YOUR ASSIGNMENT: Read through the data and report every line in which the word "flag" occurs.

ENTRIES SHOWN:
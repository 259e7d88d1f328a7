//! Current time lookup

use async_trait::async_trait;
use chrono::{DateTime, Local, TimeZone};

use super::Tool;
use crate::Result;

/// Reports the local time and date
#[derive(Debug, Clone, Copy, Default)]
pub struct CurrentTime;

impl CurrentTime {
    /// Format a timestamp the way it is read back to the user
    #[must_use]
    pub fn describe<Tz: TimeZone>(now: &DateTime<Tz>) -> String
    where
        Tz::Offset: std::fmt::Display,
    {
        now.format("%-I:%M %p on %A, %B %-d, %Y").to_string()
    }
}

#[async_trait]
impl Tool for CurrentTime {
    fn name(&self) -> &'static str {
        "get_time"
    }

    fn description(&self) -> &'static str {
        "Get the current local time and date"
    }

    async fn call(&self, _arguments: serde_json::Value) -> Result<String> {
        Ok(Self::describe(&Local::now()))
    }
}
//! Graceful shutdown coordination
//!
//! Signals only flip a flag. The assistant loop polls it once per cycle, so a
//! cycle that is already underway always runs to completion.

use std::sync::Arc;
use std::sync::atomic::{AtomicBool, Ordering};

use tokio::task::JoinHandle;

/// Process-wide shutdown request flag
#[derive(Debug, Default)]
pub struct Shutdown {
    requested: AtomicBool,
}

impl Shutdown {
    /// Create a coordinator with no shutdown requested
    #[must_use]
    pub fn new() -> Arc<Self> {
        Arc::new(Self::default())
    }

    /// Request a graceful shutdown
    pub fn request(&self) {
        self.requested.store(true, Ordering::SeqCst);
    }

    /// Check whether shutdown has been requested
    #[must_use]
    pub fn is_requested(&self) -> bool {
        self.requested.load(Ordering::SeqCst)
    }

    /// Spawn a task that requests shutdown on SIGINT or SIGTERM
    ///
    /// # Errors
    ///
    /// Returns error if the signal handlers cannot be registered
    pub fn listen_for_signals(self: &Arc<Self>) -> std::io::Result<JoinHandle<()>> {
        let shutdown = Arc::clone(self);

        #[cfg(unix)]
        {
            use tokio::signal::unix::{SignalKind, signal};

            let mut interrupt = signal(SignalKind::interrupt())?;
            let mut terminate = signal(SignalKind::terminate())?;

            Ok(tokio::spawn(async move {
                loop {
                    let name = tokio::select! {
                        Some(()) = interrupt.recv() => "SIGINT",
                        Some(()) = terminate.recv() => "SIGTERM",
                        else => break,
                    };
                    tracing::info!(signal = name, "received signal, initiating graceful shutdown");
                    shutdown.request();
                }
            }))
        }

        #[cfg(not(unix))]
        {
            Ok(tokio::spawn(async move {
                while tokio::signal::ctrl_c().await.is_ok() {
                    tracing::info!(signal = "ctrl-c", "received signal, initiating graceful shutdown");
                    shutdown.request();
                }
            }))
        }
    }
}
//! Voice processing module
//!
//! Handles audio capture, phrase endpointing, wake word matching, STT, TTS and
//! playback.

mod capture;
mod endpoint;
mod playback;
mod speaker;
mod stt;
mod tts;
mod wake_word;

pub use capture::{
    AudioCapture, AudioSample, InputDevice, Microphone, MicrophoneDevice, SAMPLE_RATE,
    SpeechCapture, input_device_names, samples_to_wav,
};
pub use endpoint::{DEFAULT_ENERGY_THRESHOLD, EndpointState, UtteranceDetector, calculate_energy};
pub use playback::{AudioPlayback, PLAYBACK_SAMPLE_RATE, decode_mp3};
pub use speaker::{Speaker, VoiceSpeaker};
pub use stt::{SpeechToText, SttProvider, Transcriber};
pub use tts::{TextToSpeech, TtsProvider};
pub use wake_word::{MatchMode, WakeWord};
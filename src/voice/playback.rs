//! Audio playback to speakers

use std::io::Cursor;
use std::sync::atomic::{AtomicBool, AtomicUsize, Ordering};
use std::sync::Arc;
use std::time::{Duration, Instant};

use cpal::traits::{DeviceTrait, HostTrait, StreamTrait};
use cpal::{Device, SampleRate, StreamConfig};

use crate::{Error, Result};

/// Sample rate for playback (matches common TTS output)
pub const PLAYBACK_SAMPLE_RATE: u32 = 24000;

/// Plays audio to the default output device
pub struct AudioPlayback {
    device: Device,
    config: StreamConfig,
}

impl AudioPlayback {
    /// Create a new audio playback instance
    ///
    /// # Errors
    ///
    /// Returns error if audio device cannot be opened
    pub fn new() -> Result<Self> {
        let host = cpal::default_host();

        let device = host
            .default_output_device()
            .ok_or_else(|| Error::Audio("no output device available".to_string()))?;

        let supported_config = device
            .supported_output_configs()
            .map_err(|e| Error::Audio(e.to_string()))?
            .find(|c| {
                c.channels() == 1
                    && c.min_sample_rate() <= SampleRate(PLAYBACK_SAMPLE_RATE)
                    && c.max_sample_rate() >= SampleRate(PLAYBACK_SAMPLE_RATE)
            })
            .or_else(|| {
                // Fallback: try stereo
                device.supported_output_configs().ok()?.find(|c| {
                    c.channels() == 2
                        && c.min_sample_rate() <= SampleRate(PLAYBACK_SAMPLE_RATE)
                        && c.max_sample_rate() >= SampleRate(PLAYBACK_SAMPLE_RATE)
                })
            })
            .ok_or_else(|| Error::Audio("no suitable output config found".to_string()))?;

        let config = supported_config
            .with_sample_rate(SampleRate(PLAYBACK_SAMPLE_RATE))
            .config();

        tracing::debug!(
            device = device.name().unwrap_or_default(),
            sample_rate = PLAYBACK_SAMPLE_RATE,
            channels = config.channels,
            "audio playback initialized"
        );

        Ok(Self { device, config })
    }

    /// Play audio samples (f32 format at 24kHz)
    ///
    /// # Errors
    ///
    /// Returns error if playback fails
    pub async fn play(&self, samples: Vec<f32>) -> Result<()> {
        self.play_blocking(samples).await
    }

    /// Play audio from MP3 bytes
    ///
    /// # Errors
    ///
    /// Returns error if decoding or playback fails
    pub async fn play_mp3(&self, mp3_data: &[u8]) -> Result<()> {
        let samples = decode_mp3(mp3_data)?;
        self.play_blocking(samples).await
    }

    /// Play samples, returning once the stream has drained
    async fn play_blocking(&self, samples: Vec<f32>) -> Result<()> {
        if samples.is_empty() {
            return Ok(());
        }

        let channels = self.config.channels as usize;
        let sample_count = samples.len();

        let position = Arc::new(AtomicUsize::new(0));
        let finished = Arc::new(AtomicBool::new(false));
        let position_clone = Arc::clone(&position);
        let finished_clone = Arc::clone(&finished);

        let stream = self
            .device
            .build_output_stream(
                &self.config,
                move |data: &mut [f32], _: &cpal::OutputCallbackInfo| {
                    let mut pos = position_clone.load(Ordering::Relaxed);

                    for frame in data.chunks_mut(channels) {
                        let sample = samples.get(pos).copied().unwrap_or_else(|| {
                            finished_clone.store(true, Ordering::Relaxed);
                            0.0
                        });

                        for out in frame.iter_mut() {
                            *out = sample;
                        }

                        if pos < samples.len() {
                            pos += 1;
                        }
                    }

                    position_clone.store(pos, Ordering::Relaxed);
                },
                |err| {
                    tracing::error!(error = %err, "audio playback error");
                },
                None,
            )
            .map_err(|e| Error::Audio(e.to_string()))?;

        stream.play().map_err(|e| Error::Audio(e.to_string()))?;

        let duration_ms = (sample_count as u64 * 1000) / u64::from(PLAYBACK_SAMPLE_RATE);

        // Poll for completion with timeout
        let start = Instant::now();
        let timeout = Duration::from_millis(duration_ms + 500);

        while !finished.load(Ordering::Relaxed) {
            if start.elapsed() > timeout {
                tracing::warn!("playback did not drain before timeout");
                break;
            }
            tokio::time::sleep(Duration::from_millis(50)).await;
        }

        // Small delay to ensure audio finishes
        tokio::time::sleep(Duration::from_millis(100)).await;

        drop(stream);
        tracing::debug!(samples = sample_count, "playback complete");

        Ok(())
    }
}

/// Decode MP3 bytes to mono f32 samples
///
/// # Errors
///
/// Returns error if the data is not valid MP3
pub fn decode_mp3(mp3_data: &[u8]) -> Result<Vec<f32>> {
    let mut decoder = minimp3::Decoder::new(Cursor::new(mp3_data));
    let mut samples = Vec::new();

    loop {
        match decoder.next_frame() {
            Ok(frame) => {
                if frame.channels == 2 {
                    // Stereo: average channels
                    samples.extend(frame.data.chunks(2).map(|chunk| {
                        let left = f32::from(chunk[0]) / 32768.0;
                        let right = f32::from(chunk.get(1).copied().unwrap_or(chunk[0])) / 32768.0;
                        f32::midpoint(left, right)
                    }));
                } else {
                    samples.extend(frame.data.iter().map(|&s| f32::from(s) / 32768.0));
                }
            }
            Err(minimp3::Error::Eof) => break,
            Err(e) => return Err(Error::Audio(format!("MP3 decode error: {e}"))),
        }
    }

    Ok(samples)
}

EXPECTED ANSWER:
//! Signals only flip a flag. The assistant loop polls it once per cycle, so a
/// Process-wide shutdown request flag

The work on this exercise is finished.